While global warming alarmists continue to spout shocking predictions about our coasts being inundated by rising sea levels, the best data given current interpretations is that the sea levels have not risen for several years.

An article by Jet Propulsion Laboratory scientist Josh Willis describes a project for measuring sea level from 3000 autonomous ocean floats maintained by the Argo project.

Willis is an ardent believer in global warming, caused by man. Note: "Now that humans have become a major force in the Earth's climate, it is of paramount importance to build and maintain observing systems that can keep track of our ever-increasing impact." He has accepted the dogma that humans are a "major force" in earth's climate.

Willis also believes that the oceans will give us the easiest and best guage of global warming. "The most sensitive yardstick of human influence on the climate is the rise in globally-averaged sea level. On climate-relevant time-scales, total sea level rise equals the sum of the melt water from glaciers and ice sheets, plus the thermal expansion of seawater caused by absorption of excess heat. The first effect represents the response of the ice to a warming atmosphere. The second is directly related to the balance of incoming and outgoing energy of the Earth as a whole. That's because 80 - 90% of the excess energy from anthropogenic forcing winds up warming the oceans (Levitus et al., 2005)."
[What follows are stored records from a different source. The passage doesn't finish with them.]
//! Measurement reduction and Bohr-magneton estimation for the Zeeman
//! effect.
//!
//! [`ZeemanAnalyzer`] carries the injected instrument and physical
//! constants. [`ZeemanAnalyzer::reduce`] turns one record of (field
//! strength, wavelength, three calibrated radii) into angles, wavelength
//! shifts and energy shifts; [`ZeemanAnalyzer::estimate_magneton`] fits
//! the magneton and the electron's specific charge across a series of
//! reduced records at varying field strengths.
//!
//! Everything is a pure function of its inputs; degenerate data (too few
//! points, zero spread) produces defined zero results rather than errors.

pub mod constants;
mod magneton;
mod measurement;

pub use constants::{Optics, PhysicalConstants};
pub use magneton::BohrMagnetonResult;
pub use measurement::{DerivedShifts, ZeemanAnalyzer, ZeemanMeasurement};
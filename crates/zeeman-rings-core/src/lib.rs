//! Core types and utilities for Zeeman interference-ring analysis.
//!
//! This crate is intentionally small. It holds the lightweight image view
//! used by the detector, the pixel-space ring bookkeeping record shared with
//! the surrounding application, and the logger. It does *not* depend on any
//! concrete image container or detector.

mod image;
mod logger;
mod measurement;

pub use image::{circle_perimeter_stats, sample_bilinear, GrayView, PerimeterStats};
pub use measurement::RingMeasurement;

#[cfg(feature = "tracing")]
pub use logger::init_tracing;

pub use logger::init_with_level;
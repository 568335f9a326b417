//! High-level facade crate for the `zeeman-rings-*` workspace.
//!
//! This crate provides:
//! - stable, convenient re-exports of the underlying analysis crates
//! - end-to-end helpers that enhance an `image` photograph and run the
//!   ring detector on it in one call.
//!
//! ## Quickstart
//!
//! ```no_run
//! use zeeman_rings::analyze;
//! use zeeman_rings::RingSearchParams;
//! use image::ImageReader;
//!
//! # fn main() -> Result<(), Box<dyn std::error::Error>> {
//! let photo = ImageReader::open("rings.png")?.decode()?;
//! let field = analyze::enhance_image(&photo)?;
//!
//! let params = RingSearchParams::new(40.0, 90.0);
//! let ring = zeeman_rings::detect_ring(&field, 512, 384, &params)?;
//! println!("detected: {}", ring.is_some());
//! # Ok(())
//! # }
//! ```
//!
//! ## API map
//! - `zeeman_rings::core`: shared image view, ring bookkeeping, logging.
//! - `zeeman_rings::detect`: enhancement, Hough pass, scored ring search.
//! - `zeeman_rings::physics`: measurement reduction and magneton fitting.
//! - `zeeman_rings::analyze`: end-to-end helpers from `image` types.
//!
//! The physics pipeline is independent of detection: it consumes calibrated
//! radii however they were obtained, auto-detected or marked by hand.

pub use zeeman_rings_core as core;
pub use zeeman_rings_detect as detect;
pub use zeeman_rings_physics as physics;

pub use zeeman_rings_core::RingMeasurement;
pub use zeeman_rings_detect::{
    detect_ring, enhance, DetectError, DetectedRing, EnhanceError, EnhanceParams, HoughParams,
    RingSearchParams, ScoreWeights,
};
pub use zeeman_rings_physics::{
    BohrMagnetonResult, Optics, PhysicalConstants, ZeemanAnalyzer, ZeemanMeasurement,
};

pub mod analyze;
Nevertheless, earlier data showed a rapid drop in sea levels, a fact reported by Rush Limbaugh, to the consternation of the "consensus" that man was causing dangerous warming.

With greater care to reduce software and measuring biases, a corrected result has been obtained. Sea level measurements when corrected for these errors no longer show rapid global sea level decline (and therefore global cooling). On the other hand, they show no sea level rise, either. Assuming that the glaciers are melting into the oceans, which would normally cause sea level increases, sea volume (per equivalent mass of H20) must be shrinking by an amount that counteracts the added glacial melt. Why? Because there is no rise in sea level from 2003 to 2006.
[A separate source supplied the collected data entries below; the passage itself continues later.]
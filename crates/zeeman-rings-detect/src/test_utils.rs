//! Shared helpers for image-based unit tests.

use image::{GrayImage, Luma};

/// Render a synthetic ring: pixels within `half_thickness` of the circle
/// `(center, radius)` get `ring_pix`, everything else `bg_pix`.
pub(crate) fn draw_ring(
    w: u32,
    h: u32,
    center: [f32; 2],
    radius: f32,
    half_thickness: f32,
    ring_pix: u8,
    bg_pix: u8,
) -> GrayImage {
    let mut img = GrayImage::new(w, h);
    for y in 0..h {
        for x in 0..w {
            let dx = x as f32 - center[0];
            let dy = y as f32 - center[1];
            let d = (dx * dx + dy * dy).sqrt();
            let pix = if (d - radius).abs() <= half_thickness {
                ring_pix
            } else {
                bg_pix
            };
            img.put_pixel(x, y, Luma([pix]));
        }
    }
    img
}
use log::debug;

use crate::catalog::operator::{lookup_operator, OperatorCode};
use crate::catalog::TypeOutput;
use crate::error::Result;
use crate::filter::constant::render_constant;
use crate::filter::{FilterDesc, FilterOperand};
use crate::sql::expr::{Const, Expr, NullTest, NullTestType, OpExpr, Var};

/// Derives the filter for a single qualifier.
///
/// Returns `Ok(None)` when the qualifier doesn't have a shape the external
/// source can evaluate. Errors only come from rendering the constant of an
/// otherwise eligible comparison.
pub fn extract(output: &dyn TypeOutput, expr: &Expr) -> Result<Option<FilterDesc>> {
    match expr {
        Expr::NullTest(test) => Ok(null_test_to_filter(test)),
        Expr::OpExpr(op) => op_expr_to_filter(output, op),
        _ => {
            debug!("Qualifier {} is not a comparison or a null test", expr);
            Ok(None)
        }
    }
}

fn null_test_to_filter(test: &NullTest) -> Option<FilterDesc> {
    let Expr::Var(var) = test.arg.as_ref() else {
        debug!("Null test on a non column expression {}", test.arg);
        return None;
    };
    if !is_eligible_var(var) {
        return None;
    }
    let op = match test.kind {
        NullTestType::IsNull => OperatorCode::IsNull,
        NullTestType::IsNotNull => OperatorCode::IsNotNull,
    };
    Some(FilterDesc::NullTest { attno: var.attno, op })
}

fn op_expr_to_filter(output: &dyn TypeOutput, expr: &OpExpr) -> Result<Option<FilterDesc>> {
    let [left, right] = expr.args.as_slice() else {
        debug!("Operator {} with {} arguments can't be pushed down", expr.opno, expr.args.len());
        return Ok(None);
    };
    let (var, constant, const_first) = match (left, right) {
        (Expr::Var(var), Expr::Const(constant)) => (var, constant, false),
        (Expr::Const(constant), Expr::Var(var)) => (var, constant, true),
        _ => {
            debug!("Operator {} needs exactly one column and one constant", expr.opno);
            return Ok(None);
        }
    };
    if !is_eligible_var(var) {
        return Ok(None);
    }
    let Some(op) = lookup_operator(expr.opno) else {
        debug!("Operator {} is not supported by the external source", expr.opno);
        return Ok(None);
    };

    let attr = FilterOperand::Attribute(var.attno);
    let constant = const_operand(output, constant)?;
    let (left, right) = if const_first { (constant, attr) } else { (attr, constant) };
    Ok(FilterDesc::binary(left, right, op))
}

fn const_operand(output: &dyn TypeOutput, constant: &Const) -> Result<FilterOperand> {
    let text = render_constant(output, constant)?;
    Ok(FilterOperand::Constant { typ: constant.consttype, text })
}

fn is_eligible_var(var: &Var) -> bool {
    if var.attno < 1 {
        debug!("Column #{} is not a user column", var.attno);
        return false;
    }
    if !var.vartype.is_supported() {
        debug!("Column #{} of type {} can't be pushed down", var.attno, var.vartype);
        return false;
    }
    true
}

#[cfg(test)]
mod tests {
    use super::*;
    use crate::catalog::operator::SUPPORTED_OPERATORS;
    use crate::catalog::r#type::{DataType, Datum, SUPPORTED_TYPES};
    use crate::catalog::PgTypeOutput;
    use crate::error::Error;
    use crate::filter::constant::NULL_CONSTANT;

    fn attr(attno: i32) -> FilterOperand {
        FilterOperand::Attribute(attno)
    }

    fn cons(typ: DataType, text: &str) -> FilterOperand {
        FilterOperand::Constant { typ, text: text.to_string() }
    }

    fn int2(value: i64) -> Expr {
        Expr::constant(DataType::Int2, Datum::Int(value))
    }

    #[test]
    fn test_no_arguments() -> Result<()> {
        let expr = Expr::OpExpr(OpExpr { opno: 94, args: vec![] });
        assert_eq!(extract(&PgTypeOutput, &expr)?, None);
        Ok(())
    }

    #[test]
    fn test_unary_op_expr() -> Result<()> {
        let expr = Expr::OpExpr(OpExpr { opno: 94, args: vec![Expr::var(DataType::Int2, 1)] });
        assert_eq!(extract(&PgTypeOutput, &expr)?, None);
        Ok(())
    }

    #[test]
    fn test_int_gt() -> Result<()> {
        // int2gt
        let expr = Expr::op(520, Expr::var(DataType::Int2, 1), int2(1984));
        let expected = FilterDesc::Binary {
            left: attr(1),
            right: cons(DataType::Int2, "1984"),
            op: OperatorCode::Gt,
        };
        assert_eq!(extract(&PgTypeOutput, &expr)?, Some(expected));
        Ok(())
    }

    #[test]
    fn test_all_supported_operators() -> Result<()> {
        for (dbop, code) in SUPPORTED_OPERATORS {
            let expr = Expr::op(*dbop, Expr::var(DataType::Int2, 1), int2(1984));
            let expected = FilterDesc::Binary {
                left: attr(1),
                right: cons(DataType::Int2, "1984"),
                op: *code,
            };
            assert_eq!(extract(&PgTypeOutput, &expr)?, Some(expected), "operator {}", dbop);

            let expr = Expr::op(*dbop, int2(1984), Expr::var(DataType::Int2, 1));
            let expected = FilterDesc::Binary {
                left: cons(DataType::Int2, "1984"),
                right: attr(1),
                op: *code,
            };
            assert_eq!(extract(&PgTypeOutput, &expr)?, Some(expected), "operator {}", dbop);
        }
        Ok(())
    }

    #[test]
    fn test_all_supported_types() -> Result<()> {
        for typ in SUPPORTED_TYPES {
            let expr = Expr::op(94, Expr::var(typ, 2), Expr::constant(typ, Datum::Raw("x".into())));
            let desc = extract(&PgTypeOutput, &expr)?.unwrap();
            let FilterDesc::Binary { right: FilterOperand::Constant { typ: ctyp, .. }, .. } = desc
            else {
                panic!("Expect a constant on the right for {}", typ);
            };
            assert_eq!(ctyp, typ);
        }
        Ok(())
    }

    #[test]
    fn test_attribute_equals_null() -> Result<()> {
        // int2eq
        let expr = Expr::op(94, Expr::var(DataType::Int2, 1), Expr::null(DataType::Int2));
        let expected = FilterDesc::Binary {
            left: attr(1),
            right: cons(DataType::Int2, NULL_CONSTANT),
            op: OperatorCode::Eq,
        };
        assert_eq!(extract(&PgTypeOutput, &expr)?, Some(expected));
        Ok(())
    }

    #[test]
    fn test_attribute_is_null() -> Result<()> {
        let expr = Expr::is_null(Expr::var(DataType::Int2, 1));
        let expected = FilterDesc::NullTest { attno: 1, op: OperatorCode::IsNull };
        assert_eq!(extract(&PgTypeOutput, &expr)?, Some(expected));

        let expr = Expr::is_not_null(Expr::var(DataType::Text, 7));
        let expected = FilterDesc::NullTest { attno: 7, op: OperatorCode::IsNotNull };
        assert_eq!(extract(&PgTypeOutput, &expr)?, Some(expected));

        let expr = Expr::is_null(int2(1));
        assert_eq!(extract(&PgTypeOutput, &expr)?, None);
        Ok(())
    }

    #[test]
    fn test_different_types() -> Result<()> {
        // int28lt, constant first
        let expr = Expr::op(
            1864,
            Expr::constant(DataType::Int8, Datum::Int(13)),
            Expr::var(DataType::Int2, 3),
        );
        let expected = FilterDesc::Binary {
            left: cons(DataType::Int8, "13"),
            right: attr(3),
            op: OperatorCode::Lt,
        };
        assert_eq!(extract(&PgTypeOutput, &expr)?, Some(expected));
        Ok(())
    }

    #[test]
    fn test_unsupported_type_circle() -> Result<()> {
        let circle = DataType::Other(DataType::CIRCLE_OID);
        let expr = Expr::op(0, Expr::null(circle), Expr::var(circle, 8));
        assert_eq!(extract(&PgTypeOutput, &expr)?, None);

        // supported column and operator, but the constant can't be rendered
        let expr = Expr::op(
            98,
            Expr::var(DataType::Text, 8),
            Expr::constant(circle, Datum::Raw("<3,3,9>".into())),
        );
        assert_eq!(
            extract(&PgTypeOutput, &expr),
            Err(Error::UnsupportedType { typ: 718, value: "<3,3,9>".to_string() })
        );
        Ok(())
    }

    #[test]
    fn test_two_vars() -> Result<()> {
        let expr = Expr::op(0, Expr::var(DataType::Int4, 8), Expr::var(DataType::Int4, 9));
        assert_eq!(extract(&PgTypeOutput, &expr)?, None);
        let expr = Expr::op(96, Expr::var(DataType::Int4, 8), Expr::var(DataType::Int4, 9));
        assert_eq!(extract(&PgTypeOutput, &expr)?, None);
        Ok(())
    }

    #[test]
    fn test_two_consts() -> Result<()> {
        let expr = Expr::op(94, int2(1), int2(2));
        assert_eq!(extract(&PgTypeOutput, &expr)?, None);
        Ok(())
    }

    #[test]
    fn test_unsupported_op_not() -> Result<()> {
        // int2not
        let expr = Expr::op(
            1877,
            Expr::constant(DataType::Int2, Datum::Raw("not".into())),
            Expr::var(DataType::Int2, 3),
        );
        assert_eq!(extract(&PgTypeOutput, &expr)?, None);
        Ok(())
    }

    #[test]
    fn test_system_column() -> Result<()> {
        let expr = Expr::op(94, Expr::var(DataType::Int2, 0), int2(1));
        assert_eq!(extract(&PgTypeOutput, &expr)?, None);
        let expr = Expr::is_null(Expr::var(DataType::Int2, -1));
        assert_eq!(extract(&PgTypeOutput, &expr)?, None);
        Ok(())
    }

    #[test]
    fn test_bool_expr() -> Result<()> {
        let expr = Expr::and(vec![
            Expr::is_null(Expr::var(DataType::Int2, 1)),
            Expr::is_null(Expr::var(DataType::Int2, 2)),
        ]);
        assert_eq!(extract(&PgTypeOutput, &expr)?, None);
        Ok(())
    }
}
Josh Willis' article is a cautionary tale about the difficulty of accurately measuring anything that relates to global climate. It is also sobering for global warming alarmists. Sea levels may not be falling. But they do not appear to be rising, contrary to the shrieking of scientists and activists trying to convince us that we are destroying the planet with greenhouse gases.

The United Nations' Intergovernmental Panel on Climate Change (IPCC) -- the scientific "consensus" -- predicts a sea level rise of 0.18 - 0.59 meters ( 7 - 23 inches) by the year 2099, depending on the models and assumptions used. If sea levels were to rise 0.5 meters (approximately 18 inches), that would require an average increase of 5mm/year sea level rise. However, past measurements have shown only a 3mm annual rise, and recent measurements show no rise at all. It appears that even conservative predictions have been overly alarmist.

Either the glaciers are not melting, or the oceans are not warming. How else can one explain the non-rise in sea levels? Possibly both conditions are occurring.

Global surface air temperatures have been in decline for ten years.

The Antarctic Ice Sheet is growing.

Glaciers that have been melting for over a century are now growing.
(Actually, on average, glaciers have been melting for over 10,000 years, but that could change. A look at temperature trends over the past 400,000 years indicate we are overdue for a return to a long ice age.)

The melting of Greenland ice is not accelerating, perhaps slowing.

It is time to follow the advice of the Hitchhiker's Guide to the Galaxy: "Don't panic!" The people who are trying to incite panic are trying to sell you something.